How many lines below contain the word "inspect"? Reply solely with the number.

> **Input data**:
-*-

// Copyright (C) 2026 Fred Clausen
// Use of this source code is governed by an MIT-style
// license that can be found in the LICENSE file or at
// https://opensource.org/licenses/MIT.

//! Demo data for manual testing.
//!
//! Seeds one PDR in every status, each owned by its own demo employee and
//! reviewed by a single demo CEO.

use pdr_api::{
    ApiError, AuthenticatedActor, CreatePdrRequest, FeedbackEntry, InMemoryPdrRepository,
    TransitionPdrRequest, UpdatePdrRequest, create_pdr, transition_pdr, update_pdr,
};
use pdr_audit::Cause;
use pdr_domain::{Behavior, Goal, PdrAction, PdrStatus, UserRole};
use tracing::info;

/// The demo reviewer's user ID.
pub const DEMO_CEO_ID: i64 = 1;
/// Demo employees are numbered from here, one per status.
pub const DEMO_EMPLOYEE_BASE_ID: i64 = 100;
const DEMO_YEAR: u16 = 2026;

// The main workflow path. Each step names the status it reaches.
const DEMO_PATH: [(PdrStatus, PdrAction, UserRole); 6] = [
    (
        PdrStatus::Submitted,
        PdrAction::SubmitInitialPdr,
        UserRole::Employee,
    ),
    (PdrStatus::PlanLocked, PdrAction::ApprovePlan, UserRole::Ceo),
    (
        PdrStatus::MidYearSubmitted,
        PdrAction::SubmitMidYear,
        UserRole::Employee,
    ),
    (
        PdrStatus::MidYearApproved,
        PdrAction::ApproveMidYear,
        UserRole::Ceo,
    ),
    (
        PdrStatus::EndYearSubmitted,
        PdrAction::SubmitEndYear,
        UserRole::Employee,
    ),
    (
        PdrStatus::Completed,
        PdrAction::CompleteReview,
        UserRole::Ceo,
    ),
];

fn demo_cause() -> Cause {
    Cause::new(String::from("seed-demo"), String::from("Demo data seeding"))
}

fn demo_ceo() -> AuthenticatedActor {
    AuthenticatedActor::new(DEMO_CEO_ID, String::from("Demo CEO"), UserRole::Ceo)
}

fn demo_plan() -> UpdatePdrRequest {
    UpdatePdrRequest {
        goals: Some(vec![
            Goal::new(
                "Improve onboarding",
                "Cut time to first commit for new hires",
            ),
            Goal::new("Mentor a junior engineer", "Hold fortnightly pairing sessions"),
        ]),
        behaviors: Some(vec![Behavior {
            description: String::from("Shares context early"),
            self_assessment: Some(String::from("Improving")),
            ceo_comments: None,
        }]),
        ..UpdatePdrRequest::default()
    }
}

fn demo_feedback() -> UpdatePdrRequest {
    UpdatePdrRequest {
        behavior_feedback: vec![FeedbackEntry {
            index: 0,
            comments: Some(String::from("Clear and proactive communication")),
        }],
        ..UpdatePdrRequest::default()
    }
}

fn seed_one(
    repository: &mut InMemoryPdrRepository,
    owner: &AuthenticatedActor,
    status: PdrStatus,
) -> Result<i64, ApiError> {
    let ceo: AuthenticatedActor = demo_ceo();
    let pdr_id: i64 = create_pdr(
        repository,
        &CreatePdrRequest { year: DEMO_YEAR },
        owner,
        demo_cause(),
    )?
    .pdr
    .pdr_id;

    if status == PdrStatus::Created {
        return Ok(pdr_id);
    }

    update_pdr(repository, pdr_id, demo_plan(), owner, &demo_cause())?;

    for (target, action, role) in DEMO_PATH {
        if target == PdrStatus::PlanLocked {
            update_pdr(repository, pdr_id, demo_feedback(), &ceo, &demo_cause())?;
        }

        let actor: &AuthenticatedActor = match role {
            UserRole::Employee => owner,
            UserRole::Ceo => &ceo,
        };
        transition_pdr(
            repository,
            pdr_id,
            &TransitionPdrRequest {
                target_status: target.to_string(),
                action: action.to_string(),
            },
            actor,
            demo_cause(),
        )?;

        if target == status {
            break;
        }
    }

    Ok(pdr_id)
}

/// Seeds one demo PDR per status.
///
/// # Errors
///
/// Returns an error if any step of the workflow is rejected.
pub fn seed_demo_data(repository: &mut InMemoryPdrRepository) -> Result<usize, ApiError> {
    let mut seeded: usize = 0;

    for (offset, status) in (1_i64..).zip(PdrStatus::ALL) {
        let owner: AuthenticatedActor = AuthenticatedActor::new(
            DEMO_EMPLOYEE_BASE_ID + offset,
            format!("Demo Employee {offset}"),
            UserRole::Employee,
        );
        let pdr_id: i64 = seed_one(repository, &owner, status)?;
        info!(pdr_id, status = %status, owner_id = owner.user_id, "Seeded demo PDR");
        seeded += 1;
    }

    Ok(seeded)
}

-*-

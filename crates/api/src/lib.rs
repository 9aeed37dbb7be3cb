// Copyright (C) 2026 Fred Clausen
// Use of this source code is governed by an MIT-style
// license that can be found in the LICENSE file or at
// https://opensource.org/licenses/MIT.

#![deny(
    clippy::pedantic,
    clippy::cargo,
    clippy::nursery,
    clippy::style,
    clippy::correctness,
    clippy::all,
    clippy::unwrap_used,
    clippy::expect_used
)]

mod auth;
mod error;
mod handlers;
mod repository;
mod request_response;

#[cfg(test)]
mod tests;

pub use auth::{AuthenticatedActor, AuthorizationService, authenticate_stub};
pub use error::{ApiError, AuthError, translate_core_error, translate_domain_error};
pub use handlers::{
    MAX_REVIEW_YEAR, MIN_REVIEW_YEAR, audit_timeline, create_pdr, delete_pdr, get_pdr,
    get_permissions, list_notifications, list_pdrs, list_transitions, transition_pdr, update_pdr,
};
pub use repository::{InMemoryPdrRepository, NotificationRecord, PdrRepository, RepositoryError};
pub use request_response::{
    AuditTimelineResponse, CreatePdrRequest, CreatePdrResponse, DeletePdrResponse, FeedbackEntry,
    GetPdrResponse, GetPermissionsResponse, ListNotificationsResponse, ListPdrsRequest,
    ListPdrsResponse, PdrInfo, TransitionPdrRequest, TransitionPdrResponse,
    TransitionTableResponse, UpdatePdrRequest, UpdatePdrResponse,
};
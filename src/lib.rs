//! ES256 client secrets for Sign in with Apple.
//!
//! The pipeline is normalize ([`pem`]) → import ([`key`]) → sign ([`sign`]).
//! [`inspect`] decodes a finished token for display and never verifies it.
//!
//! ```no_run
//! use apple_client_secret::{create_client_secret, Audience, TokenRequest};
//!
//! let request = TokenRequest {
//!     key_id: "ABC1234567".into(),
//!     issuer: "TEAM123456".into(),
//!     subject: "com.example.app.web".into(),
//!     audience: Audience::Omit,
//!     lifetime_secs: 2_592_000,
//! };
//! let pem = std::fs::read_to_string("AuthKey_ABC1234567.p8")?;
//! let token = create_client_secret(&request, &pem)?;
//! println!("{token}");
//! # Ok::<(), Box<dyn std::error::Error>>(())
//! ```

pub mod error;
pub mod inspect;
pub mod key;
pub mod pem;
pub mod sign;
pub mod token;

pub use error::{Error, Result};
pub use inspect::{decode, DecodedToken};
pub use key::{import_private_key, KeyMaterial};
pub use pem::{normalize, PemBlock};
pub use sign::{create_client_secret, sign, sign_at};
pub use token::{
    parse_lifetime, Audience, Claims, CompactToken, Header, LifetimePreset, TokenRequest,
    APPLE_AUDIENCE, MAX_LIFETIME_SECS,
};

-*-

> **Result for this exercise**: 3